* Work task
The answer must consist of every line from the data that holds the string "Copy".

* Collected data entries
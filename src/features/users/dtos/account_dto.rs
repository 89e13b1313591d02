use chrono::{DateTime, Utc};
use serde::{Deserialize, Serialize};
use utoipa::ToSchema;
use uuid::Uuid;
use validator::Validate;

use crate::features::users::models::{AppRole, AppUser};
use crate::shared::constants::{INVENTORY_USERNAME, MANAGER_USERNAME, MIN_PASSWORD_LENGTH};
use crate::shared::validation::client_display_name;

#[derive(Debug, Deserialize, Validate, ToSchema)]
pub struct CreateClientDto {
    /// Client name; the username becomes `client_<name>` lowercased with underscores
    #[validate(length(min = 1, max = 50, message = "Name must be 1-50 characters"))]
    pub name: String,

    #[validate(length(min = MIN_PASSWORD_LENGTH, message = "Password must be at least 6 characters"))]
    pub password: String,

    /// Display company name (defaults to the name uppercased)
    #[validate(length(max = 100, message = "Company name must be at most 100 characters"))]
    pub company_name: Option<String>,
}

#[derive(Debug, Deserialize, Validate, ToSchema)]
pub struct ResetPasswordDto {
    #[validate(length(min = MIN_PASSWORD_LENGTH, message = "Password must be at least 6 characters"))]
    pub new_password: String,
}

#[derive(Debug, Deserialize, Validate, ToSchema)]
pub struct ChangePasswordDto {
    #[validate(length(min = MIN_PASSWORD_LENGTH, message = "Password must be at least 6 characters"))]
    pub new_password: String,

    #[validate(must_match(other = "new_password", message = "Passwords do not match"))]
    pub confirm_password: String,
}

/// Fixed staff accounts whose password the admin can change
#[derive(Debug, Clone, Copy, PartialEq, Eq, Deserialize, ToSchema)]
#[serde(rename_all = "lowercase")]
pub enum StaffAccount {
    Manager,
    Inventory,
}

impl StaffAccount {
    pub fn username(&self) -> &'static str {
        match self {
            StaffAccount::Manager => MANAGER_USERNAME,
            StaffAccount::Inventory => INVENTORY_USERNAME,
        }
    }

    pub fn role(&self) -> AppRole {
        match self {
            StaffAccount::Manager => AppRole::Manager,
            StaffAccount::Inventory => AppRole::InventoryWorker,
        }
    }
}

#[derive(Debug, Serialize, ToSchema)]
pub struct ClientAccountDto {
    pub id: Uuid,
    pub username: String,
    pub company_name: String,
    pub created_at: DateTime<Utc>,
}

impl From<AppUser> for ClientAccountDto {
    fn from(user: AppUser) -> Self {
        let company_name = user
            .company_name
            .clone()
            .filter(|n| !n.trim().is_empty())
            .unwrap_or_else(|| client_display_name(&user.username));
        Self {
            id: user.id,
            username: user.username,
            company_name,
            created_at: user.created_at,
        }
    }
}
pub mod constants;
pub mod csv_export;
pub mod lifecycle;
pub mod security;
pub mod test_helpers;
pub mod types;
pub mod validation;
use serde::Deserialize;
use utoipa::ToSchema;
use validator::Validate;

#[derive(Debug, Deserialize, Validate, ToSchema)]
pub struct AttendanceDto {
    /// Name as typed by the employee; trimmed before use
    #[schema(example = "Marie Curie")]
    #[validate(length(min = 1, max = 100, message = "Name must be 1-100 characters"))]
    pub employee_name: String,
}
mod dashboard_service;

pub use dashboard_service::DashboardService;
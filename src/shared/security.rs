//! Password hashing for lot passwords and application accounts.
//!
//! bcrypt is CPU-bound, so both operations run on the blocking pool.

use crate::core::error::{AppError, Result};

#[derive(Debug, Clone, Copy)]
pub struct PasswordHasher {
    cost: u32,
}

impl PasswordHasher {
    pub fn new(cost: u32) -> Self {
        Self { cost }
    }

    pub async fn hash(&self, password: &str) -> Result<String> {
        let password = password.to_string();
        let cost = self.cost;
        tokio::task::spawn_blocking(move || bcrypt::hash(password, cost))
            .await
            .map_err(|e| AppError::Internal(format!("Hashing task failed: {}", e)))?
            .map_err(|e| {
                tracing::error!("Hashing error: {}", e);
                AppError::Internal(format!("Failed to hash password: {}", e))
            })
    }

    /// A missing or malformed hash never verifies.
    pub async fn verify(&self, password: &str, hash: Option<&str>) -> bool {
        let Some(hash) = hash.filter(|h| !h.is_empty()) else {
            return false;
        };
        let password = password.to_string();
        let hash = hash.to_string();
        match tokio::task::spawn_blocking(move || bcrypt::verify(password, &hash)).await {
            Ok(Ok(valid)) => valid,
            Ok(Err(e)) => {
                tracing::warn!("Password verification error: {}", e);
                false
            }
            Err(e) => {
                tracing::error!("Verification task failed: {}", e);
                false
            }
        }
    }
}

* Answer space
#[derive(Debug, Clone, Copy, PartialEq, Eq, Deserialize, ToSchema)]
#[derive(Debug, Clone, Copy)]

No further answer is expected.